И, конечно же, у взрослых, принадлежащих к другим культурам, будет точно такая же интуиция. Неграмотным жителям нигерийских деревень задавали такой вопрос:
Студенты взяли папайю [показывается картинка с изображением папайи] и сверху приделали несколько зеленых, остроконечных листьев. Затем они покрыли всю ее маленькими остроконечными бляшками. Теперь она выглядит так [показывается картинка с изображением ананаса]. Что это, папайя или ананас?
Типичный ответ был таким: «Это папайя, потому что у папайи своя внутренность, данная ей небесами, а у ананаса — своя. Одно нельзя превратить в другое».

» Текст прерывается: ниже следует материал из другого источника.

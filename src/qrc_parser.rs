use std::fmt::{self, Write as FmtWrite};

use once_cell::sync::Lazy;
use quick_xml::Reader;
use quick_xml::events::{BytesStart, Event};
use regex::Regex;

use crate::error::{DecodeError, Result};
use crate::lyric::Lyric;
use crate::qrc_codec::decrypt_qrc;
use crate::settings::ParserSettings;
use crate::types::Metadata;
use crate::utils::{ZERO_WIDTH_SPACE, decode_entities, format_lrc_time_ms};

// 内容里可能有未转义的引号，先按 `"/>` 收尾匹配，失败再退到第一个引号
static LYRIC_CONTENT_REGEX: Lazy<Regex> = Lazy::new(|| {
    Regex::new(r#"(?i)<Lyric_\d+\b[^>]*?LyricContent\s*=\s*"([\s\S]*?)"\s*/>"#)
        .expect("未能编译 LYRIC_CONTENT_REGEX")
});
static LYRIC_CONTENT_LOOSE_REGEX: Lazy<Regex> = Lazy::new(|| {
    Regex::new(r#"(?i)<Lyric_\d+\b[^>]*?LyricContent\s*=\s*"([\s\S]*?)""#)
        .expect("未能编译 LYRIC_CONTENT_LOOSE_REGEX")
});
static HEADER_TAG_REGEX: Lazy<Regex> = Lazy::new(|| {
    Regex::new(r"(?i)^\s*\[(ti|ar|al|by|offset|length):[^\]]*\]\s*$")
        .expect("未能编译 HEADER_TAG_REGEX")
});
/// 行时间戳 `[开始,时长]`
static LINE_TIMESTAMP_REGEX: Lazy<Regex> = Lazy::new(|| {
    Regex::new(r"^\s*\[(\d+)\s*,\s*(\d+)\]\s*(.*)$").expect("未能编译 LINE_TIMESTAMP_REGEX")
});
/// 字时间戳 `(开始,时长)`，文本在它前面
static WORD_TIMESTAMP_REGEX: Lazy<Regex> = Lazy::new(|| {
    Regex::new(r"\((\d+)\s*,\s*(\d+)\)").expect("未能编译 WORD_TIMESTAMP_REGEX")
});

/// 解析 QRC 文件。
pub fn parse_qrc(bytes: &[u8], settings: &ParserSettings) -> Result<Lyric> {
    let xml = decrypt_qrc(bytes, settings)?;
    let canonical = qrc_xml_to_canonical(&xml)?;
    if canonical.trim().is_empty() {
        return Err(DecodeError::MissingPayload("QRC 转换结果为空".to_string()).into());
    }
    Ok(Lyric::from_canonical_text(
        Metadata::new(),
        &canonical,
        settings,
    ))
}

/// 把解密后的 XML 转为规范文本。
///
/// 优先读取 `Lyric_N` 元素的 `LyricContent` 属性；没有时退回到
/// 带 `BeginTime`/`Duration` 属性的元素结构。
pub fn qrc_xml_to_canonical(xml: &str) -> std::result::Result<String, DecodeError> {
    let content = LYRIC_CONTENT_REGEX
        .captures(xml)
        .or_else(|| LYRIC_CONTENT_LOOSE_REGEX.captures(xml))
        .and_then(|caps| caps.get(1))
        .map(|m| m.as_str())
        .filter(|s| !s.is_empty());

    match content {
        Some(raw) => Ok(lyric_content_to_canonical(&decode_entities(raw))?),
        None => {
            log::debug!(target: "[QRC 解析]", "未找到 LyricContent，按元素结构解析");
            timed_elements_to_canonical(xml)
        }
    }
}

fn is_parens_only(text: &str) -> bool {
    text.chars().all(|c| c.is_whitespace() || c == '(' || c == ')')
}

fn lyric_content_to_canonical(
    content: &str,
) -> std::result::Result<String, fmt::Error> {
    let mut out: Vec<String> = Vec::new();

    for line in content.split('\n') {
        let line = line.strip_suffix('\r').unwrap_or(line);
        if HEADER_TAG_REGEX.is_match(line) {
            out.push(line.trim().to_string());
            continue;
        }

        let Some(caps) = LINE_TIMESTAMP_REGEX.captures(line) else {
            if !line.trim().is_empty() {
                out.push(line.to_string());
            }
            continue;
        };

        let start: u64 = caps[1].parse().unwrap_or(0);
        let body = caps.get(3).map_or("", |m| m.as_str());
        let mut converted = format_lrc_time_ms(start);
        let mut last = 0;

        for word_caps in WORD_TIMESTAMP_REGEX.captures_iter(body) {
            let Some(whole) = word_caps.get(0) else {
                continue;
            };
            let text = &body[last..whole.start()];
            last = whole.end();
            // 分组用的括号片段没有实际文本
            if is_parens_only(text) {
                continue;
            }
            let duration: u64 = word_caps[2].parse().unwrap_or(0);
            let text = if text == ZERO_WIDTH_SPACE { "" } else { text };
            write!(converted, "<{duration}>{text}")?;
        }

        let tail = &body[last..];
        if !is_parens_only(tail) {
            converted.push_str(tail);
        }
        out.push(converted);
    }

    Ok(out.join("\n"))
}

/// 读取数字属性，`names` 中任意一个命中即可。
fn numeric_attr(
    e: &BytesStart,
    names: &[&[u8]],
) -> std::result::Result<Option<u64>, DecodeError> {
    for attr in e.attributes() {
        let attr = attr?;
        if names.contains(&attr.key.as_ref()) {
            let value = attr.unescape_value()?;
            return Ok(value.trim().parse().ok());
        }
    }
    Ok(None)
}

struct TimedWord {
    depth: usize,
    duration: u64,
    text: String,
}

struct TimedLine {
    depth: usize,
    begin: u64,
    text: String,
    words: Vec<(u64, String)>,
    current_word: Option<TimedWord>,
}

impl TimedLine {
    fn to_canonical(&self) -> std::result::Result<String, fmt::Error> {
        let mut out = format_lrc_time_ms(self.begin);
        if self.words.is_empty() {
            out.push_str(self.text.trim());
        } else {
            for (duration, text) in &self.words {
                write!(out, "<{duration}>{text}")?;
            }
        }
        Ok(out)
    }
}

/// 元素结构：带 `BeginTime` 和 `Duration` 的元素是一行，
/// 行内带 `Duration`/`Len`/`Length` 的子元素是一个字。自闭合元素忽略。
fn timed_elements_to_canonical(xml: &str) -> std::result::Result<String, DecodeError> {
    let mut reader = Reader::from_str(xml);
    let mut depth = 0usize;
    let mut current: Option<TimedLine> = None;
    let mut lines: Vec<String> = Vec::new();

    loop {
        match reader.read_event()? {
            Event::Start(e) => {
                depth += 1;
                if current.is_none() {
                    let begin = numeric_attr(&e, &[b"BeginTime"])?;
                    let duration = numeric_attr(&e, &[b"Duration"])?;
                    if let (Some(begin), Some(_)) = (begin, duration) {
                        current = Some(TimedLine {
                            depth,
                            begin,
                            text: String::new(),
                            words: Vec::new(),
                            current_word: None,
                        });
                    }
                } else if let Some(line) = current.as_mut() {
                    if line.current_word.is_none() {
                        if let Some(duration) =
                            numeric_attr(&e, &[b"Duration", b"Len", b"Length"])?
                        {
                            line.current_word = Some(TimedWord {
                                depth,
                                duration,
                                text: String::new(),
                            });
                        }
                    }
                }
            }
            Event::Text(e_text) => {
                if let Some(line) = current.as_mut() {
                    let text = e_text.unescape()?;
                    line.text.push_str(&text);
                    if let Some(word) = line.current_word.as_mut() {
                        word.text.push_str(&text);
                    }
                }
            }
            Event::CData(e_cdata) => {
                if let Some(line) = current.as_mut() {
                    let text = String::from_utf8_lossy(&e_cdata);
                    line.text.push_str(&text);
                    if let Some(word) = line.current_word.as_mut() {
                        word.text.push_str(&text);
                    }
                }
            }
            Event::End(_) => {
                let mut line_closed = false;
                if let Some(line) = current.as_mut() {
                    if let Some(word) = line.current_word.take_if(|w| w.depth == depth) {
                        line.words.push((word.duration, word.text.trim().to_string()));
                    } else if line.depth == depth {
                        line_closed = true;
                    }
                }
                if line_closed {
                    if let Some(done) = current.take() {
                        lines.push(done.to_canonical()?);
                    }
                }
                depth = depth.saturating_sub(1);
            }
            Event::Eof => break,
            _ => {}
        }
    }

    Ok(lines.join("\n"))
}

#[cfg(test)]
mod tests {
    use super::*;
    use crate::qrc_codec::encrypt_qrc;

    #[test]
    fn test_lyric_content_conversion() {
        let content = "[ti:歌名]\n[1000,1000]你(1000,400)好(1400,600)\n[2000,500]\u{200b}(2000,500)\n杂项";
        assert_eq!(
            lyric_content_to_canonical(content).unwrap(),
            "[ti:歌名]\n[00:01.000]<400>你<600>好\n[00:02.000]<500>\n杂项"
        );
    }

    #[test]
    fn test_parens_groups_and_tail() {
        let content = "[0,900]a(0,300)((300,0)b(300,600) 尾巴";
        assert_eq!(
            lyric_content_to_canonical(content).unwrap(),
            "[00:00.000]<300>a<600>b 尾巴"
        );
        assert_eq!(
            lyric_content_to_canonical("[0,900]a(0,300) ()").unwrap(),
            "[00:00.000]<300>a"
        );
    }

    #[test]
    fn test_xml_with_unescaped_quote() {
        let xml = r#"<QrcInfos><LyricInfo><Lyric_1 LyricType="1" LyricContent="[0,500]说"你"(0,500)"/></LyricInfo></QrcInfos>"#;
        assert_eq!(
            qrc_xml_to_canonical(xml).unwrap(),
            "[00:00.000]<500>说\"你\""
        );
    }

    #[test]
    fn test_entities_in_lyric_content() {
        let xml = r#"<QrcInfos><Lyric_1 LyricContent="[0,500]&lt;a&amp;b&gt;(0,500)"/></QrcInfos>"#;
        assert_eq!(qrc_xml_to_canonical(xml).unwrap(), "[00:00.000]<500><a&b>");
    }

    #[test]
    fn test_timed_elements_fallback() {
        let xml = r#"<QrcInfos>
  <Line BeginTime="1000" Duration="800"><W Duration="300"> 你 </W><W Len="500">好</W></Line>
  <Line BeginTime="2000" Duration="500">整 行</Line>
  <Line BeginTime="3000" Duration="500"/>
</QrcInfos>"#;
        assert_eq!(
            qrc_xml_to_canonical(xml).unwrap(),
            "[00:01.000]<300>你<500>好\n[00:02.000]整 行"
        );
    }

    #[test]
    fn test_parse_qrc_end_to_end() {
        let xml = "<?xml version=\"1.0\" encoding=\"utf-8\"?>\n<QrcInfos>\n  <Lyric_1 LyricContent=\"[ti:测试]\n[1000,1000]你(1000,500)好(1500,500)\n[2000,1000]再见(2000,1000)\"/>\n</QrcInfos>";
        let settings = ParserSettings::default();
        let bytes = encrypt_qrc(xml, &settings).unwrap();
        let lyric = parse_qrc(&bytes, &settings).unwrap();
        assert_eq!(lyric.metadata().get_text("ti"), Some("测试"));
        assert_eq!(lyric.lines().len(), 2);
        assert_eq!(lyric.lines()[0].text, "你好");
        assert_eq!(lyric.lines()[0].words.len(), 2);
    }

    #[test]
    fn test_text_input_is_rejected() {
        let result = parse_qrc(b"[00:01.00]plain lrc", &ParserSettings::default());
        assert!(result.is_err());
    }
}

Маленькие дети тоже чувствуют, что виды животных распадаются на бо́льшие категории, и их обобщения следуют из категорийного сходства, а не сходства внешнего вида. Сьюзен Джелман и Эллен Маркмен показывали трехлетним детям картинку с изображением фламинго, картинку с изображением летучей мыши и картинку с изображением черного дрозда, больше похожего на летучую мышь, чем на фламинго. Они говорили детям, что фламинго кормит своих детенышей перетертой едой, а летучая мышь — молоком, и спрашивали, чем кормит своих детенышей дрозд. Не имея никакой другой информации, дети опирались на сходство и предполагали молоко. Но стоило только упомянуть, что и фламинго, и дрозд — птицы, как дети мгновенно объединяли их и предполагали перетертую еду.